L’esperienza personale del professore si riflette nei suoi consigli per una spesa più attenta e responsabile: “Faccio sempre la lista e non cedo alle offerte impulsive“, afferma Segrè, che sottolinea come la gestione delle date di scadenza sia spesso fraintesa. La dicitura ‘da consumarsi preferibilmente entro‘ su alimenti secchi serve più a facilitare il ricambio delle merci sugli scaffali che a garantire la sicurezza del prodotto. A tal proposito, racconta di aver aperto un barattolo di tonno cinque anni oltre la data indicata, trovandolo ancora perfettamente conservato. Per quanto riguarda gli yogurt, invece, la sua esperienza suggerisce un approccio sensoriale: osservare, annusare e assaggiare prima di gettare.

Questi aspetti testimoniano la necessità di una maggiore alfabetizzazione alimentare e di un cambiamento culturale che riconosca il valore del cibo e riduca lo spreco superfluo. L’ossessione antispreco di Segrè affonda le radici nella sua infanzia e nelle lezioni di sobrietà impartite dalla nonna, ma si è concretizzata nel 1998 con la creazione di Last Minute Market, progetto che ha rivoluzionato il recupero delle eccedenze alimentari, indirizzandole verso mense solidali e comunità bisognose.

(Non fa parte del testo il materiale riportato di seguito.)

//! PostgreSQL implementation of the session repository.

use async_trait::async_trait;
use chrono::{DateTime, Utc};
use sqlx::{FromRow, PgPool};
use std::sync::Arc;
use uuid::Uuid;

use crate::domain::entities::{NewSession, Session};
use crate::domain::repositories::SessionRepository;
use crate::error::AppError;

#[derive(Debug, FromRow)]
struct SessionRow {
    id: Uuid,
    user_id: Uuid,
    email: String,
    created_at: DateTime<Utc>,
    last_used_at: Option<DateTime<Utc>>,
    revoked_at: Option<DateTime<Utc>>,
}

impl From<SessionRow> for Session {
    fn from(r: SessionRow) -> Self {
        Session {
            id: r.id,
            user_id: r.user_id,
            email: r.email,
            created_at: r.created_at,
            last_used_at: r.last_used_at,
            revoked_at: r.revoked_at,
        }
    }
}

/// PostgreSQL repository for session tokens.
///
/// Stores hashed tokens only. Raw tokens are never persisted.
pub struct PgSessionRepository {
    pool: Arc<PgPool>,
}

impl PgSessionRepository {
    pub fn new(pool: Arc<PgPool>) -> Self {
        Self { pool }
    }
}

#[async_trait]
impl SessionRepository for PgSessionRepository {
    async fn create(&self, new_session: NewSession) -> Result<Session, AppError> {
        let row = sqlx::query_as::<_, SessionRow>(
            r#"
            INSERT INTO sessions (user_id, email, token_hash)
            VALUES ($1, $2, $3)
            RETURNING id, user_id, email, created_at, last_used_at, revoked_at
            "#,
        )
        .bind(new_session.user_id)
        .bind(new_session.email)
        .bind(new_session.token_hash)
        .fetch_one(self.pool.as_ref())
        .await?;

        Ok(row.into())
    }

    async fn find_active(&self, token_hash: &str) -> Result<Option<Session>, AppError> {
        let row = sqlx::query_as::<_, SessionRow>(
            r#"
            SELECT id, user_id, email, created_at, last_used_at, revoked_at
            FROM sessions
            WHERE token_hash = $1
              AND revoked_at IS NULL
            "#,
        )
        .bind(token_hash)
        .fetch_optional(self.pool.as_ref())
        .await?;

        Ok(row.map(Session::from))
    }

    async fn touch(&self, token_hash: &str) -> Result<(), AppError> {
        sqlx::query(
            r#"
            UPDATE sessions
            SET last_used_at = NOW()
            WHERE token_hash = $1
              AND revoked_at IS NULL
            "#,
        )
        .bind(token_hash)
        .execute(self.pool.as_ref())
        .await?;

        Ok(())
    }

    async fn revoke(&self, token_hash: &str) -> Result<bool, AppError> {
        let result = sqlx::query(
            r#"
            UPDATE sessions
            SET revoked_at = NOW()
            WHERE token_hash = $1 AND revoked_at IS NULL
            "#,
        )
        .bind(token_hash)
        .execute(self.pool.as_ref())
        .await?;

        Ok(result.rows_affected() > 0)
    }

    async fn revoke_by_id(&self, id: Uuid) -> Result<bool, AppError> {
        let result = sqlx::query(
            r#"
            UPDATE sessions
            SET revoked_at = NOW()
            WHERE id = $1 AND revoked_at IS NULL
            "#,
        )
        .bind(id)
        .execute(self.pool.as_ref())
        .await?;

        Ok(result.rows_affected() > 0)
    }

    async fn list(&self) -> Result<Vec<Session>, AppError> {
        let rows = sqlx::query_as::<_, SessionRow>(
            r#"
            SELECT id, user_id, email, created_at, last_used_at, revoked_at
            FROM sessions
            ORDER BY created_at DESC
            "#,
        )
        .fetch_all(self.pool.as_ref())
        .await?;

        Ok(rows.into_iter().map(Session::from).collect())
    }
}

Innovazioni antispreco: dalla ricerca accademica ai prodotti per la riduzione degli sprechi

Parallelamente all’attività di sensibilizzazione, il tema della riduzione degli sprechi si estende anche ad altri ambiti, come quello dell’alimentazione animale. Recentemente sono state sviluppate innovative mangiatoie antispreco per uccelli e pappagalli, progettate per ridurre la dispersione di semi e mangime, evitando che gli animali selezionino e scartino parte del cibo. Questo tipo di soluzioni si affiancano alle reti antispreco per cavalli, disponibili in diversi modelli e misure, realizzate con materiali resistenti che permettono un’alimentazione più lenta e controllata, riducendo gli sprechi di fieno e migliorando il benessere degli animali.

Questi prodotti rappresentano una concreta applicazione del principio di economia circolare promosso da Segrè, che sottolinea come un approccio integrato e multidisciplinare sia fondamentale per affrontare l’intera filiera alimentare, dalla produzione al consumo finale.

Andrea Segrè continua a essere un punto di riferimento nel panorama italiano ed europeo della sostenibilità alimentare, con un’attività che spazia dalla ricerca scientifica alla politica, passando per l’educazione e l’innovazione sociale e tecnologica. Nel 2025 ha dato avvio alla Spreco Zero Challenge 2030, un’iniziativa rivolta a cittadini, imprese e istituzioni per raggiungere entro cinque anni gli obiettivi fissati dall’Agenda ONU per lo sviluppo sostenibile, riaffermando così l’importanza di un impegno collettivo e consapevole contro lo spreco alimentare.